//! Duelhall Protocol - types shared between the engine and its clients
//!
//! - WebSocket message types (`ClientMessage`, `ServerMessage`)
//! - The `{kind, payload}` envelope and its decoding rules
//!
//! # Design Principles
//!
//! 1. **Minimal dependencies** - Only serde, serde_json, chrono and thiserror
//! 2. **No business logic** - Pure data types and serialization
//! 3. **Closed message set** - one tagged enum per direction, no ad hoc shapes

pub mod error;
pub mod messages;

pub use error::ProtocolError;
pub use messages::{
    kinds, ActionResultData, ClientMessage, EndedData, Envelope, ErrorData, InitData, JoinData,
    ServerMessage,
};
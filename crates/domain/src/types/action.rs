//! A proposed action submitted by a seat.

use serde::{Deserialize, Serialize};

/// One move, expressed as origin and destination squares.
///
/// The rules engine decides what the squares mean; the session only routes
/// the action and embeds it verbatim in the broadcast result.
#[derive(Debug, Clone, PartialEq, Eq, Serialize, Deserialize)]
pub struct Action {
    pub from: String,
    pub to: String,
    /// Promotion piece letter (`q`, `r`, `b`, `n`) when a pawn reaches the last rank
    #[serde(default, skip_serializing_if = "Option::is_none")]
    pub promotion: Option<String>,
}

impl Action {
    pub fn new(from: impl Into<String>, to: impl Into<String>) -> Self {
        Self {
            from: from.into(),
            to: to.into(),
            promotion: None,
        }
    }

    pub fn with_promotion(mut self, piece: impl Into<String>) -> Self {
        self.promotion = Some(piece.into());
        self
    }
}

impl std::fmt::Display for Action {
    fn fmt(&self, f: &mut std::fmt::Formatter<'_>) -> std::fmt::Result {
        write!(f, "{}{}", self.from, self.to)?;
        if let Some(piece) = &self.promotion {
            write!(f, "{piece}")?;
        }
        Ok(())
    }
}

# # #

• _Problem details_
Copy out each line of the entries where the word "types" is found.

• _Output_
//! Duelhall Protocol - types shared between the engine and its clients
//! - WebSocket message types (`ClientMessage`, `ServerMessage`)
//! 2. **No business logic** - Pure data types and serialization
filename crates/domain/src/types/action.rs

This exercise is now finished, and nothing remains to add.